Examine the data below and state how many lines contain "impl", offering no other words.

The records:
⁂

use crate::board::{ALL_DIRECTIONS, Board, Direction, Position};

/// Full deadlock oracle: true if the box at `box_pos` can provably never
/// reach a goal within the configuration `boxes`.
///
/// Combines four detectors: a wall corner, a frozen 2x2 block of boxes, a
/// doorless wall segment with no goal between two corners, and the
/// precomputed dead-end aisle cells. A box already on a goal is never a
/// deadlock.
pub fn is_deadlock(box_pos: Position, boxes: &[Position], board: &Board) -> bool {
    if board.is_goal(box_pos) {
        return false;
    }
    is_corner_deadlock(box_pos, board)
        || is_frozen_square(box_pos, boxes, board)
        || is_closed_wall_segment(box_pos, board)
        || board.is_aisle_cell(box_pos)
}

/// Static-geometry subset of the oracle (corner and frozen-square only),
/// used by the deadlock-amplified heuristic.
pub fn is_static_deadlock(box_pos: Position, boxes: &[Position], board: &Board) -> bool {
    if board.is_goal(box_pos) {
        return false;
    }
    is_corner_deadlock(box_pos, board) || is_frozen_square(box_pos, boxes, board)
}

/// Two orthogonally adjacent walls form an L around the box.
fn is_corner_deadlock(pos: Position, board: &Board) -> bool {
    let up = board.is_wall(pos.step(Direction::Up));
    let down = board.is_wall(pos.step(Direction::Down));
    let left = board.is_wall(pos.step(Direction::Left));
    let right = board.is_wall(pos.step(Direction::Right));
    (up || down) && (left || right)
}

/// A 2x2 square fully occupied by boxes, none of its cells a goal. No box
/// in such a square can ever be pushed again.
fn is_frozen_square(pos: Position, boxes: &[Position], board: &Board) -> bool {
    let has_box = |p: Position| boxes.binary_search(&p).is_ok();

    // The four 2x2 squares that contain `pos`, by top-left corner
    let anchors = [
        Position(pos.0, pos.1),
        Position(pos.0 - 1, pos.1 - 1),
        Position(pos.0 - 1, pos.1),
        Position(pos.0, pos.1 - 1),
    ];

    anchors.iter().any(|&a| {
        let cells = [
            a,
            Position(a.0, a.1 + 1),
            Position(a.0 + 1, a.1),
            Position(a.0 + 1, a.1 + 1),
        ];
        cells.iter().all(|&p| has_box(p)) && !cells.iter().any(|&p| board.is_goal(p))
    })
}

/// The box is flush against a wall, and the wall segment it sits on is
/// closed by corners on both ends, has no door (gap in the flanking wall),
/// and contains no goal. The box can only slide along the segment, so it is
/// lost.
fn is_closed_wall_segment(pos: Position, board: &Board) -> bool {
    ALL_DIRECTIONS
        .iter()
        .any(|&side| board.is_wall(pos.step(side)) && segment_closed(pos, side, board))
}

fn segment_closed(pos: Position, side: Direction, board: &Board) -> bool {
    let (walk_a, walk_b) = side.perpendicular();
    scan_to_corner(pos, side, walk_a, board) && scan_to_corner(pos, side, walk_b, board)
}

/// Walk along the wall on `side` in direction `walk`. Returns true if a
/// corner closes this end before a goal cell or a door is found.
fn scan_to_corner(pos: Position, side: Direction, walk: Direction, board: &Board) -> bool {
    let mut cur = pos;
    loop {
        if board.is_goal(cur) {
            return false;
        }
        if !board.is_wall(cur.step(side)) {
            // A door: the segment is open
            return false;
        }
        let next = cur.step(walk);
        if board.is_wall(next) {
            return true;
        }
        cur = next;
    }
}
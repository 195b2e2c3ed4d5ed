use crate::board::{ALL_DIRECTIONS, Board, Direction, Position, Tile};
use crate::deadlock;
use arrayvec::ArrayVec;
use std::fmt;
use std::hash::{Hash, Hasher};
use std::sync::Arc;

/// An immutable puzzle state: player position plus box positions.
///
/// The box list is kept sorted so that equality is set equality and the
/// rendered order is canonical. Identity (`Eq`/`Hash`) depends only on
/// `(player, boxes)`; the board is shared by reference and contributes
/// nothing to it.
#[derive(Clone)]
pub struct State {
    board: Arc<Board>,
    player: Position,
    boxes: Vec<Position>,
    boxes_hash: u64,
}

impl State {
    pub fn new(board: Arc<Board>, player: Position, mut boxes: Vec<Position>) -> State {
        boxes.sort_unstable();
        let boxes_hash = boxes
            .iter()
            .fold(0u64, |acc, &pos| acc ^ board.zobrist().box_hash(pos));
        State {
            board,
            player,
            boxes,
            boxes_hash,
        }
    }

    pub fn board(&self) -> &Arc<Board> {
        &self.board
    }

    pub fn player(&self) -> Position {
        self.player
    }

    /// Box positions in lexicographic order.
    pub fn boxes(&self) -> &[Position] {
        &self.boxes
    }

    pub fn has_box_at(&self, pos: Position) -> bool {
        self.boxes.binary_search(&pos).is_ok()
    }

    /// True when every box sits on a goal tile. Box and goal counts are
    /// equal by construction, so this is exactly `boxes == goals`.
    pub fn is_goal(&self) -> bool {
        self.boxes.iter().all(|&pos| self.board.is_goal(pos))
    }

    /// Zobrist hash over `(player, boxes)`.
    pub fn zobrist_hash(&self) -> u64 {
        self.boxes_hash ^ self.board.zobrist().player_hash(self.player)
    }

    /// All states reachable with one player move, paired with the direction
    /// taken, in the fixed order `UP, DOWN, LEFT, RIGHT`.
    ///
    /// A move into a box is a push: it is legal only if the cell beyond the
    /// box is free of walls and boxes. With `pruning` enabled, pushes whose
    /// destination the deadlock oracle rejects are dropped.
    pub fn successors(&self, pruning: bool) -> ArrayVec<(State, Direction), 4> {
        let mut result = ArrayVec::new();

        for dir in ALL_DIRECTIONS {
            let target = self.player.step(dir);
            if self.board.is_wall(target) {
                continue;
            }

            if self.has_box_at(target) {
                // A push: the box moves one cell further in the same direction
                let box_dest = target.step(dir);
                if self.board.is_wall(box_dest) || self.has_box_at(box_dest) {
                    continue;
                }

                let mut boxes = self.boxes.clone();
                let removed = boxes.binary_search(&target).unwrap();
                boxes.remove(removed);
                let inserted = boxes.binary_search(&box_dest).unwrap_err();
                boxes.insert(inserted, box_dest);

                if pruning && deadlock::is_deadlock(box_dest, &boxes, &self.board) {
                    continue;
                }

                let boxes_hash = self.boxes_hash
                    ^ self.board.zobrist().box_hash(target)
                    ^ self.board.zobrist().box_hash(box_dest);
                result.push((
                    State {
                        board: self.board.clone(),
                        player: target,
                        boxes,
                        boxes_hash,
                    },
                    dir,
                ));
            } else {
                result.push((
                    State {
                        board: self.board.clone(),
                        player: target,
                        boxes: self.boxes.clone(),
                        boxes_hash: self.boxes_hash,
                    },
                    dir,
                ));
            }
        }

        result
    }
}

impl PartialEq for State {
    fn eq(&self, other: &Self) -> bool {
        self.player == other.player && self.boxes == other.boxes
    }
}

impl Eq for State {}

impl Hash for State {
    fn hash<H: Hasher>(&self, state: &mut H) {
        state.write_u64(self.zobrist_hash());
    }
}

impl fmt::Debug for State {
    fn fmt(&self, f: &mut fmt::Formatter<'_>) -> fmt::Result {
        f.debug_struct("State")
            .field("player", &self.player)
            .field("boxes", &self.boxes)
            .finish()
    }
}

impl fmt::Display for State {
    fn fmt(&self, f: &mut fmt::Formatter<'_>) -> fmt::Result {
        for r in 0..self.board.height() {
            let mut line = String::new();
            for c in 0..self.board.width() {
                let pos = Position(r, c);
                let tile = self.board.tile(pos);

                let ch = if pos == self.player {
                    match tile {
                        Tile::Goal => '+',
                        _ => '@',
                    }
                } else if self.has_box_at(pos) {
                    match tile {
                        Tile::Goal => '*',
                        _ => '$',
                    }
                } else {
                    match tile {
                        Tile::Wall => '#',
                        Tile::Floor => ' ',
                        Tile::Goal => '.',
                    }
                };
                line.push(ch);
            }
            writeln!(f, "{}", line.trim_end())?;
        }
        Ok(())
    }
}
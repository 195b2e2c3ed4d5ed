use crate::board::Position;
use rand::{RngCore, SeedableRng};
use rand_chacha::ChaCha8Rng;

/// Zobrist hash tables sized to one board.
///
/// Every cell gets one random value for "a box sits here" and one for "the
/// player stands here"; a state hash is the XOR of the values for its
/// occupied cells, so moving a single box is a two-XOR update. Tables are
/// drawn from a fixed-seed PRNG, so two boards with the same dimensions
/// hash identical states identically.
pub struct Zobrist {
    width: usize,
    box_hashes: Vec<u64>,
    player_hashes: Vec<u64>,
}

impl Zobrist {
    pub fn new(width: usize, height: usize) -> Self {
        let mut rng = ChaCha8Rng::seed_from_u64(0x50c0ba2d5eed);
        let cells = width * height;

        let box_hashes = (0..cells).map(|_| rng.next_u64()).collect();
        let player_hashes = (0..cells).map(|_| rng.next_u64()).collect();

        Zobrist {
            width,
            box_hashes,
            player_hashes,
        }
    }

    /// Hash value for a box at `pos`. The position must lie on the board.
    pub fn box_hash(&self, pos: Position) -> u64 {
        self.box_hashes[self.index(pos)]
    }

    /// Hash value for the player at `pos`. The position must lie on the
    /// board.
    pub fn player_hash(&self, pos: Position) -> u64 {
        self.player_hashes[self.index(pos)]
    }

    fn index(&self, pos: Position) -> usize {
        pos.0 as usize * self.width + pos.1 as usize
    }
}

#[cfg(test)]
mod tests {
    use super::*;

    #[test]
    fn test_hashes_reproducible() {
        let a = Zobrist::new(5, 3);
        let b = Zobrist::new(5, 3);
        let pos = Position(2, 4);
        assert_eq!(a.box_hash(pos), b.box_hash(pos));
        assert_eq!(a.player_hash(pos), b.player_hash(pos));
    }

    #[test]
    fn test_box_and_player_tables_distinct() {
        let z = Zobrist::new(4, 4);
        let pos = Position(1, 1);
        assert_ne!(z.box_hash(pos), z.player_hash(pos));
    }

    #[test]
    fn test_cells_hash_independently() {
        // (0,1) and (1,0) land on different table slots
        let z = Zobrist::new(6, 6);
        assert_ne!(z.box_hash(Position(0, 1)), z.box_hash(Position(1, 0)));
    }
}
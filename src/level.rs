use crate::board::{Board, MAX_BOXES, MAX_SIZE, Position, Tile};
use crate::error::SolverError;
use crate::state::State;
use std::fs;
use std::path::Path;
use std::sync::Arc;

/// Load and validate a map file, producing the initial search state.
pub fn load_file(path: &Path) -> Result<State, SolverError> {
    let contents = fs::read_to_string(path)?;
    parse(&contents)
}

/// What a single map character contributes to the board: its tile, plus
/// optionally a box and/or the player standing on it.
fn classify(ch: char) -> Option<(Tile, bool, bool)> {
    match ch {
        '#' => Some((Tile::Wall, false, false)),
        ' ' => Some((Tile::Floor, false, false)),
        '.' => Some((Tile::Goal, false, false)),
        '$' => Some((Tile::Floor, true, false)),
        '*' => Some((Tile::Goal, true, false)),
        '@' => Some((Tile::Floor, false, true)),
        '+' => Some((Tile::Goal, false, true)),
        _ => None,
    }
}

/// Everything collected in one pass over the map text. Validation happens
/// afterwards, over the collected sets.
struct Scan {
    width: usize,
    height: usize,
    tiles: Vec<Tile>,
    players: Vec<Position>,
    boxes: Vec<Position>,
    goals: Vec<Position>,
}

/// Parse a Sokoban map from text.
///
/// Characters: `#` wall, space floor, `.` goal, `$` box, `@` player, `*`
/// box on goal, `+` player on goal. Trailing whitespace on each line is
/// ignored; short lines are padded with floor. The map must contain
/// exactly one player and equally many boxes and goals, at least one each.
pub fn parse(text: &str) -> Result<State, SolverError> {
    let scan = scan_text(text)?;

    let player = match scan.players.as_slice() {
        [] => return Err(SolverError::InvalidMap("map has no player".to_string())),
        [one] => *one,
        _ => {
            return Err(SolverError::InvalidMap(
                "map has more than one player".to_string(),
            ));
        }
    };

    if scan.boxes.is_empty() {
        return Err(SolverError::InvalidMap("map has no boxes".to_string()));
    }
    if scan.boxes.len() > MAX_BOXES {
        return Err(SolverError::InvalidMap(format!(
            "map has {} boxes but at most {} are supported",
            scan.boxes.len(),
            MAX_BOXES
        )));
    }
    if scan.boxes.len() != scan.goals.len() {
        return Err(SolverError::InvalidMap(format!(
            "map has {} boxes but {} goals",
            scan.boxes.len(),
            scan.goals.len()
        )));
    }

    let board = Arc::new(Board::new(scan.width, scan.height, scan.tiles, scan.goals));
    Ok(State::new(board, player, scan.boxes))
}

fn scan_text(text: &str) -> Result<Scan, SolverError> {
    let lines: Vec<&str> = text.lines().map(str::trim_end).collect();
    let height = lines.len();
    let width = lines.iter().map(|line| line.len()).max().unwrap_or(0);

    if width == 0 {
        return Err(SolverError::InvalidMap("map is empty".to_string()));
    }
    if width > MAX_SIZE || height > MAX_SIZE {
        return Err(SolverError::InvalidMap(format!(
            "map is {}x{} but the largest supported board is {}x{}",
            height, width, MAX_SIZE, MAX_SIZE
        )));
    }

    let mut scan = Scan {
        width,
        height,
        tiles: vec![Tile::Floor; width * height],
        players: Vec::new(),
        boxes: Vec::new(),
        goals: Vec::new(),
    };

    for (row, line) in lines.iter().enumerate() {
        for (col, ch) in line.chars().enumerate() {
            let Some((tile, has_box, has_player)) = classify(ch) else {
                return Err(SolverError::InvalidMap(format!(
                    "unrecognized character '{}' in row {}",
                    ch, row
                )));
            };

            let pos = Position(row as i16, col as i16);
            scan.tiles[row * width + col] = tile;
            if tile == Tile::Goal {
                scan.goals.push(pos);
            }
            if has_box {
                scan.boxes.push(pos);
            }
            if has_player {
                scan.players.push(pos);
            }
        }
    }

    Ok(scan)
}

#[cfg(test)]
mod tests {
    use super::*;

    #[test]
    fn test_parse_basic() {
        let state = parse(
            "#####\n\
             #@$.#\n\
             #####",
        )
        .unwrap();
        assert_eq!(state.player(), Position(1, 1));
        assert_eq!(state.boxes(), &[Position(1, 2)]);
        assert_eq!(state.board().goals(), &[Position(1, 3)]);
    }

    #[test]
    fn test_parse_box_and_player_on_goals() {
        let state = parse(
            "#####\n\
             #+$*#\n\
             #  .#\n\
             #####",
        )
        .unwrap();
        assert_eq!(state.player(), Position(1, 1));
        assert_eq!(state.boxes(), &[Position(1, 2), Position(1, 3)]);
        // Goals at the player, under the second box, and the free cell
        assert_eq!(state.board().goals().len(), 3);
        assert!(state.board().is_goal(Position(1, 1)));
        assert!(state.board().is_goal(Position(1, 3)));
    }

    #[test]
    fn test_trailing_whitespace_stripped() {
        let state = parse("#####   \n#@$.#\t\n#####  ").unwrap();
        assert_eq!(state.player(), Position(1, 1));
    }

    #[test]
    fn test_ragged_lines_padded_with_floor() {
        let state = parse(
            "######\n\
             #@$.#\n\
             ######",
        )
        .unwrap();
        assert!(!state.board().is_wall(Position(1, 5)));
    }

    #[test]
    fn test_unknown_character_rejected() {
        let result = parse("#####\n#@$x#\n#####");
        assert!(matches!(result, Err(SolverError::InvalidMap(msg)) if msg.contains('x')));
    }

    #[test]
    fn test_missing_player_rejected() {
        let result = parse("####\n#$.#\n####");
        assert!(matches!(result, Err(SolverError::InvalidMap(_))));
    }

    #[test]
    fn test_multiple_players_rejected() {
        let result = parse("#####\n#@@$#\n#  .#\n#####");
        assert!(matches!(result, Err(SolverError::InvalidMap(_))));
    }

    #[test]
    fn test_count_mismatch_rejected() {
        let result = parse("#####\n#@$ #\n#. .#\n#####");
        assert!(matches!(result, Err(SolverError::InvalidMap(_))));
    }

    #[test]
    fn test_no_boxes_rejected() {
        let result = parse("####\n#@ #\n####");
        assert!(matches!(result, Err(SolverError::InvalidMap(_))));
    }

    #[test]
    fn test_empty_map_rejected() {
        assert!(matches!(parse(""), Err(SolverError::InvalidMap(_))));
    }

    #[test]
    fn test_oversized_map_rejected() {
        let row = "#".repeat(MAX_SIZE + 1);
        let result = parse(&row);
        assert!(matches!(result, Err(SolverError::InvalidMap(_))));
    }

    #[test]
    fn test_missing_file_is_io_error() {
        let result = load_file(Path::new("no_such_level.txt"));
        assert!(matches!(result, Err(SolverError::Io(_))));
    }
}
use std::io;
use thiserror::Error;

/// Error type for everything that can go wrong before a search starts.
///
/// A search that terminates without finding a solution is not an error; it
/// is reported through [`crate::result::SearchResult`].
#[derive(Debug, Error)]
pub enum SolverError {
    #[error("IO error: {0}")]
    Io(#[from] io::Error),

    #[error("invalid configuration file: {0}")]
    Json(#[from] serde_json::Error),

    #[error("invalid map: {0}")]
    InvalidMap(String),

    #[error("invalid configuration: {0}")]
    InvalidConfig(String),
}
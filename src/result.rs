use crate::board::Action;
use crate::error::SolverError;
use crate::frontier::Algorithm;
use crate::state::State;
use serde::Serialize;
use std::fmt;
use std::fs;
use std::io::Write;
use std::path::PathBuf;
use std::time::{Duration, SystemTime, UNIX_EPOCH};

/// Bookkeeping gathered over one `search` call.
#[derive(Debug, Clone, Copy)]
pub struct Metrics {
    /// Number of nodes whose successors were generated.
    pub nodes_expanded: usize,
    /// Largest frontier size observed, sampled after every push.
    pub max_frontier_size: usize,
    /// Wall-clock time from search start to return.
    pub elapsed: Duration,
}

#[derive(Debug)]
pub enum Outcome {
    /// A path from the initial state to a goal state. `states` and
    /// `actions` are parallel; `actions[0]` is `START`.
    Solved {
        states: Vec<State>,
        actions: Vec<Action>,
    },
    /// The frontier ran dry: no solution exists within the reachable
    /// state space.
    Exhausted,
}

#[derive(Debug)]
pub struct SearchResult {
    pub outcome: Outcome,
    pub metrics: Metrics,
    pub algorithm: Algorithm,
}

#[derive(Serialize)]
struct MetricsReport<'a> {
    algorithm: &'a str,
    success: bool,
    cost: u32,
    path_length: usize,
    metrics: MetricsBody,
}

#[derive(Serialize)]
struct MetricsBody {
    nodes_expanded: usize,
    max_frontier_size: usize,
    processing_time_seconds: f64,
}

impl SearchResult {
    pub fn solved(
        states: Vec<State>,
        actions: Vec<Action>,
        metrics: Metrics,
        algorithm: Algorithm,
    ) -> Self {
        debug_assert_eq!(states.len(), actions.len());
        debug_assert_eq!(actions.first(), Some(&Action::Start));
        SearchResult {
            outcome: Outcome::Solved { states, actions },
            metrics,
            algorithm,
        }
    }

    pub fn exhausted(metrics: Metrics, algorithm: Algorithm) -> Self {
        SearchResult {
            outcome: Outcome::Exhausted,
            metrics,
            algorithm,
        }
    }

    pub fn is_solved(&self) -> bool {
        matches!(self.outcome, Outcome::Solved { .. })
    }

    /// Number of edges on the solution path, if one was found.
    pub fn cost(&self) -> Option<u32> {
        match &self.outcome {
            Outcome::Solved { states, .. } => Some(states.len() as u32 - 1),
            Outcome::Exhausted => None,
        }
    }

    fn rounded_seconds(&self) -> f64 {
        (self.metrics.elapsed.as_secs_f64() * 10_000.0).round() / 10_000.0
    }

    /// Write the metrics JSON (and optionally the animation CSV) under
    /// `output/`, with a Unix timestamp appended to the base name.
    /// Returns the paths written. Only meaningful for solved runs.
    pub fn write_reports(
        &self,
        base_name: Option<&str>,
        animation: bool,
    ) -> Result<Vec<PathBuf>, SolverError> {
        let Outcome::Solved { states, actions } = &self.outcome else {
            return Err(SolverError::InvalidConfig(
                "cannot export an unsolved search".to_string(),
            ));
        };

        fs::create_dir_all("output")?;
        let timestamp = SystemTime::now()
            .duration_since(UNIX_EPOCH)
            .map(|d| d.as_secs())
            .unwrap_or(0);
        let stem = format!("{}_{}", base_name.unwrap_or("result"), timestamp);

        let metrics_path = PathBuf::from(format!("output/metrics_{}.json", stem));
        let report = MetricsReport {
            algorithm: self.algorithm.name(),
            success: true,
            cost: self.cost().unwrap(),
            path_length: states.len(),
            metrics: MetricsBody {
                nodes_expanded: self.metrics.nodes_expanded,
                max_frontier_size: self.metrics.max_frontier_size,
                processing_time_seconds: self.rounded_seconds(),
            },
        };
        fs::write(&metrics_path, serde_json::to_string_pretty(&report)?)?;

        let mut written = vec![metrics_path];
        if animation {
            let animation_path = PathBuf::from(format!("output/animation_{}.csv", stem));
            let mut file = fs::File::create(&animation_path)?;
            write_animation(&mut file, states, actions)?;
            written.push(animation_path);
        }
        Ok(written)
    }
}

/// One CSV row per state on the path. Position fields contain commas, so
/// they are quoted; box positions are already lexicographically sorted
/// within each state.
fn write_animation(
    out: &mut impl Write,
    states: &[State],
    actions: &[Action],
) -> Result<(), SolverError> {
    writeln!(out, "step,player_pos,boxes_pos,action")?;
    for (step, (state, action)) in states.iter().zip(actions.iter()).enumerate() {
        let boxes = state
            .boxes()
            .iter()
            .map(|pos| pos.to_string())
            .collect::<Vec<_>>()
            .join(";");
        writeln!(
            out,
            "{},\"{}\",\"{}\",{}",
            step,
            state.player(),
            boxes,
            action
        )?;
    }
    Ok(())
}

impl fmt::Display for SearchResult {
    fn fmt(&self, f: &mut fmt::Formatter<'_>) -> fmt::Result {
        writeln!(f, "=== {} Search Result ===", self.algorithm)?;
        writeln!(f, "Success: {}", self.is_solved())?;
        match &self.outcome {
            Outcome::Solved { states, .. } => {
                writeln!(f, "Solution cost: {}", self.cost().unwrap())?;
                writeln!(f, "Path length: {} states", states.len())?;
            }
            Outcome::Exhausted => writeln!(f, "No solution found.")?,
        }
        writeln!(f, "Nodes expanded: {}", self.metrics.nodes_expanded)?;
        writeln!(f, "Max frontier size: {}", self.metrics.max_frontier_size)?;
        write!(
            f,
            "Processing time: {:.4} seconds",
            self.metrics.elapsed.as_secs_f64()
        )
    }
}

#[cfg(test)]
mod tests {
    use super::*;
    use crate::engine::SearchEngine;
    use crate::level;

    fn solved_result() -> SearchResult {
        let state = level::parse("#####\n#@$.#\n#####").unwrap();
        SearchEngine::new(Algorithm::Bfs, None, false)
            .unwrap()
            .search(state)
    }

    #[test]
    fn test_metrics_json_shape() {
        let result = solved_result();
        let Outcome::Solved { states, .. } = &result.outcome else {
            panic!()
        };
        let report = MetricsReport {
            algorithm: result.algorithm.name(),
            success: true,
            cost: result.cost().unwrap(),
            path_length: states.len(),
            metrics: MetricsBody {
                nodes_expanded: result.metrics.nodes_expanded,
                max_frontier_size: result.metrics.max_frontier_size,
                processing_time_seconds: result.rounded_seconds(),
            },
        };
        let value: serde_json::Value =
            serde_json::from_str(&serde_json::to_string(&report).unwrap()).unwrap();
        assert_eq!(value["algorithm"], "BFS");
        assert_eq!(value["success"], true);
        assert_eq!(value["cost"], 1);
        assert_eq!(value["path_length"], 2);
        assert!(value["metrics"]["nodes_expanded"].is_u64());
        assert!(value["metrics"]["processing_time_seconds"].is_f64() || value["metrics"]["processing_time_seconds"].is_u64());
    }

    #[test]
    fn test_animation_rows() {
        let result = solved_result();
        let Outcome::Solved { states, actions } = &result.outcome else {
            panic!()
        };
        let mut buffer = Vec::new();
        write_animation(&mut buffer, states, actions).unwrap();
        let text = String::from_utf8(buffer).unwrap();
        let lines: Vec<&str> = text.lines().collect();
        assert_eq!(lines[0], "step,player_pos,boxes_pos,action");
        assert_eq!(lines[1], "0,\"(1,1)\",\"(1,2)\",START");
        assert_eq!(lines[2], "1,\"(1,2)\",\"(1,3)\",RIGHT");
        assert_eq!(lines.len(), states.len() + 1);
    }

    #[test]
    fn test_animation_boxes_sorted() {
        let state = level::parse("#####\n#@$.#\n# $.#\n#####").unwrap();
        let result = SearchEngine::new(Algorithm::Bfs, None, false)
            .unwrap()
            .search(state);
        let Outcome::Solved { states, actions } = &result.outcome else {
            panic!()
        };
        let mut buffer = Vec::new();
        write_animation(&mut buffer, states, actions).unwrap();
        let text = String::from_utf8(buffer).unwrap();
        for line in text.lines().skip(1) {
            let boxes_field = line.split('"').nth(3).unwrap();
            let positions: Vec<&str> = boxes_field.split(';').collect();
            let mut sorted = positions.clone();
            sorted.sort();
            assert_eq!(positions, sorted);
        }
    }

    #[test]
    fn test_export_refused_for_failure() {
        let state = level::parse("####\n#$ #\n#@.#\n####").unwrap();
        let result = SearchEngine::new(Algorithm::Bfs, None, false)
            .unwrap()
            .search(state);
        assert!(!result.is_solved());
        assert!(result.write_reports(Some("x"), false).is_err());
    }

    #[test]
    fn test_summary_formats() {
        let result = solved_result();
        let summary = result.to_string();
        assert!(summary.contains("=== BFS Search Result ==="));
        assert!(summary.contains("Success: true"));
        assert!(summary.contains("Solution cost: 1"));
        assert!(summary.contains("Nodes expanded:"));
    }
}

⁂

Answer to this exercise: 10